Saint-Précaire, nouveau patron de l’Europe
L’austérité et le diktat des marchés ont crée une foule de nouveaux
“fidèles” malgré eux : les précaires. Et menacent le joyau de la civilisation
européenne, la sécurité sociale, selon l’écrivain belge Geert van Istandael.
Extraits.
Car dans la paroisse de Saint-Précaire il n’y a pas de place pour
l’espérance. La grande majorité des paroissiens y travaille pour un salaire de
misère afin d’assurer les privilèges du haut clergé. Ce haut clergé a remplacé
la théologie par l’économie.
Les chiffres de la croissance étincellent dans la paroisse de
Saint-Précaire. Le budget y est toujours excédentaire. Comment est-ce possible
? C’est simple. Baissez les salaires. Et surtout, bannissez la solidarité. Fini
toutes ces charges sociales coûteuses qu’il fallait verser, en des temps
arriérés, à des retraités égoïstes, des chômeurs paresseux et des malades
imaginaires. Et vive la minorité privilégiée, triée sur le volet.
Le règne de TINA
A quoi l’église paroissiale consacrée à Saint-Précaire ressemble-t-elle
? Le bâtiment comprend seulement des murs élevés sans fenêtres ni toit pour
protéger les paroissiens contre la pluie ou les ardeurs du soleil. N’essayez
pas de les escalader, vous vous arracherez les ongles. Au-dessus de l’autel
flottent les lettres TINA, ce qui signifie en latin moderne : There Is No
Alternative — Il n’y a pas d’alternative [slogan politique attribué à Margaret
Thatcher quand elle était Premier ministre du Royaume-Uni].
Mais ne croyez pas que la paroisse de Saint-Précaire est le fruit de
l’imagination débordante d’un poète mélancolique. Elle existe vraiment. A
Milan, en 2004 a eu lieu la première procession qui promenait l’icône de Saint-Précaire. Ce qui était
frappant, c’était que le cortège était uniquement composé de jeunes, nouveaux
diplômés, nouveaux actifs, nouveaux chômeurs. Ces jeunes imploraient la
clémence de Saint-Précaire à ses pieds.
Je vous ramène à l’une des significations de "precarius" :
obtenu par la prière ou la supplication. Les caprices de celui qui donne sont
imprévisibles. Aujourd’hui, il laisse tomber de rares pièces d’or en Europe.

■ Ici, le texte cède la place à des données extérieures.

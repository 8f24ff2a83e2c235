use crate::app::controllers::reader::{ChapterReader, StoryReader};
use crate::app::domain::{ScriptureBook, Story};

/// The active screen. A reading screen owns the reader for its selection,
/// so the selection and the screen can never disagree.
#[derive(Debug)]
pub enum Screen {
    Home,
    StoryReading(StoryReader),
    ScriptureReading(ChapterReader),
    Settings,
}

/// Entries of the bottom navigation bar.
#[derive(Debug, Clone, Copy, PartialEq, Eq)]
pub enum NavItem {
    Home,
    Stories,
    Share,
    Settings,
}

#[derive(Debug)]
pub struct NavigationController {
    screen: Screen,
    scroll_reset: bool,
}

impl Default for NavigationController {
    fn default() -> Self {
        Self::new()
    }
}

impl NavigationController {
    pub fn new() -> Self {
        Self {
            screen: Screen::Home,
            scroll_reset: false,
        }
    }

    pub fn screen(&self) -> &Screen {
        &self.screen
    }

    pub fn is_home(&self) -> bool {
        matches!(self.screen, Screen::Home)
    }

    pub fn select_story(&mut self, story: &'static Story) {
        tracing::debug!(story = story.id, "Opening story");
        self.transition(Screen::StoryReading(StoryReader::new(story)));
    }

    pub fn select_book(&mut self, book: &'static ScriptureBook) {
        tracing::debug!(book = book.id, "Opening book");
        self.transition(Screen::ScriptureReading(ChapterReader::new(book)));
    }

    /// Back to the catalog, dropping the selection and its reader.
    pub fn go_home(&mut self) {
        self.transition(Screen::Home);
    }

    /// Settings is entered from a Home-equivalent context: any reading
    /// selection is dropped on the way.
    pub fn go_settings(&mut self) {
        self.transition(Screen::Settings);
    }

    /// "Stories" in the bottom bar returns home unless already there.
    pub fn nav_stories(&mut self) {
        if !self.is_home() {
            self.go_home();
        }
    }

    pub fn is_active(&self, item: NavItem) -> bool {
        match item {
            NavItem::Home => matches!(self.screen, Screen::Home),
            NavItem::Stories => matches!(self.screen, Screen::StoryReading(_)),
            NavItem::Share => false,
            NavItem::Settings => matches!(self.screen, Screen::Settings),
        }
    }

    pub fn selected_story(&self) -> Option<&'static Story> {
        match &self.screen {
            Screen::StoryReading(reader) => Some(reader.story()),
            _ => None,
        }
    }

    pub fn selected_book(&self) -> Option<&'static ScriptureBook> {
        match &self.screen {
            Screen::ScriptureReading(reader) => Some(reader.book()),
            _ => None,
        }
    }

    pub fn story_reader(&self) -> Option<&StoryReader> {
        match &self.screen {
            Screen::StoryReading(reader) => Some(reader),
            _ => None,
        }
    }

    pub fn story_reader_mut(&mut self) -> Option<&mut StoryReader> {
        match &mut self.screen {
            Screen::StoryReading(reader) => Some(reader),
            _ => None,
        }
    }

    pub fn chapter_reader(&self) -> Option<&ChapterReader> {
        match &self.screen {
            Screen::ScriptureReading(reader) => Some(reader),
            _ => None,
        }
    }

    pub fn chapter_reader_mut(&mut self) -> Option<&mut ChapterReader> {
        match &mut self.screen {
            Screen::ScriptureReading(reader) => Some(reader),
            _ => None,
        }
    }

    /// Ask the view to scroll back to the top on its next render.
    pub fn request_scroll_reset(&mut self) {
        self.scroll_reset = true;
    }

    /// Consume the pending scroll-to-top request.
    pub fn take_scroll_reset(&mut self) -> bool {
        std::mem::take(&mut self.scroll_reset)
    }

    fn transition(&mut self, screen: Screen) {
        self.screen = screen;
        self.scroll_reset = true;
    }
}

#[cfg(test)]
mod tests {
    use super::*;
    use crate::app::controllers::reader::ReaderState;
    use crate::app::services::catalog::{book_by_id, story_by_id};

    #[test]
    fn test_starts_home() {
        let nav = NavigationController::new();
        assert!(nav.is_home());
        assert!(nav.selected_story().is_none());
        assert!(nav.selected_book().is_none());
    }

    #[test]
    fn test_select_story_then_home() {
        let mut nav = NavigationController::new();
        let story = story_by_id("1").unwrap();
        nav.select_story(story);
        assert_eq!(nav.selected_story(), Some(story));
        assert!(nav.selected_book().is_none());
        assert_eq!(nav.story_reader().unwrap().page(), Some(0));

        nav.go_home();
        assert!(nav.is_home());
        assert!(nav.selected_story().is_none());
    }

    #[test]
    fn test_select_book_starts_in_chapter_list() {
        let mut nav = NavigationController::new();
        nav.select_book(book_by_id("joh").unwrap());
        let reader = nav.chapter_reader().unwrap();
        assert_eq!(reader.state(), ReaderState::ListView);
        assert_eq!(nav.selected_book().unwrap().id, "joh");
    }

    #[test]
    fn test_new_selection_gets_fresh_reader() {
        let mut nav = NavigationController::new();
        let book = book_by_id("gen").unwrap();
        nav.select_book(book);
        nav.chapter_reader_mut().unwrap().select(10);
        nav.go_home();
        nav.select_book(book);
        assert_eq!(nav.chapter_reader().unwrap().chapter(), None);
    }

    #[test]
    fn test_settings_drops_selection() {
        let mut nav = NavigationController::new();
        nav.select_story(story_by_id("2").unwrap());
        nav.go_settings();
        assert!(matches!(nav.screen(), Screen::Settings));
        assert!(nav.selected_story().is_none());
        assert!(nav.story_reader_mut().is_none());
    }

    #[test]
    fn test_every_transition_resets_scroll() {
        let mut nav = NavigationController::new();
        assert!(!nav.take_scroll_reset());

        nav.select_story(story_by_id("1").unwrap());
        assert!(nav.take_scroll_reset());
        assert!(!nav.take_scroll_reset());

        nav.go_settings();
        assert!(nav.take_scroll_reset());
        nav.go_home();
        assert!(nav.take_scroll_reset());
    }

    #[test]
    fn test_nav_stories_only_leaves_other_screens() {
        let mut nav = NavigationController::new();
        nav.nav_stories();
        assert!(!nav.take_scroll_reset());

        nav.select_book(book_by_id("rev").unwrap());
        nav.take_scroll_reset();
        nav.nav_stories();
        assert!(nav.is_home());
        assert!(nav.take_scroll_reset());
    }

    #[test]
    fn test_bottom_bar_highlight() {
        let mut nav = NavigationController::new();
        assert!(nav.is_active(NavItem::Home));
        assert!(!nav.is_active(NavItem::Share));

        nav.select_story(story_by_id("3").unwrap());
        assert!(nav.is_active(NavItem::Stories));
        assert!(!nav.is_active(NavItem::Home));

        nav.select_book(book_by_id("gen").unwrap());
        assert!(!nav.is_active(NavItem::Stories));

        nav.go_settings();
        assert!(nav.is_active(NavItem::Settings));
    }
}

Demain, il jette d’un geste désinvolte des pièces d’or encore plus rares à des
Chinois ou des Nigérians. Cela s’appelle “la mondialisation”. Et la
mondialisation, c’est l’avenir.
Zèle religieux aveugle
Ma thèse est la suivante. La crise économique et financière qui sévit
déjà depuis quatre ans en Europe est utilisée pour détruire les fondements de
la civilisation européenne, l’Etat-providence, la démocratie.
Est utilisée. Mais par qui ? Par la Commission européenne et la Banque
centrale européenne (BCE), mais sans aucun doute aussi par le Conseil des
ministres et, en dehors de l’Europe, par le Fonds monétaire international
(FMI), bien que nous puissions constater qu’une lutte féroce sur les
orientations à prendre fait rage au sein de cette dernière institution. De
même, dans un trop grand nombre d’Etats membres de l’Union, des politiciens se
comportent comme des missionnaires propageant le message destructeur avec un
zèle religieux aveugle.
Les rangs des paroissiens grossissent. Chaque jour. En Espagne, au
Portugal, en Grèce et en Italie, on voit comment le type d’économie que nous laissons
sévir étrangle la jeunesse.
Mais il commence à faire jour. En novembre 2008, le penseur politique
peut-être le plus important de l’Allemagne d’aujourd’hui, Jürgen Habermas, a
parlé d’injustice sociale criante dans
Die Zeit.
Si Habermas n’était pas un homme aussi pondéré, je dirais que c’est un
prophète. Les élites régnantes ont résilié unilatéralement leur grande
convention tacite avec le citoyen. Elle était la suivante : la classe dominante
peut amasser autant de richesse qu’elle veut, tant que le citoyen lambda gagne
correctement son pain et profite en outre aussi d’une sécurité sociale
convenable. Cette convention a été rompue.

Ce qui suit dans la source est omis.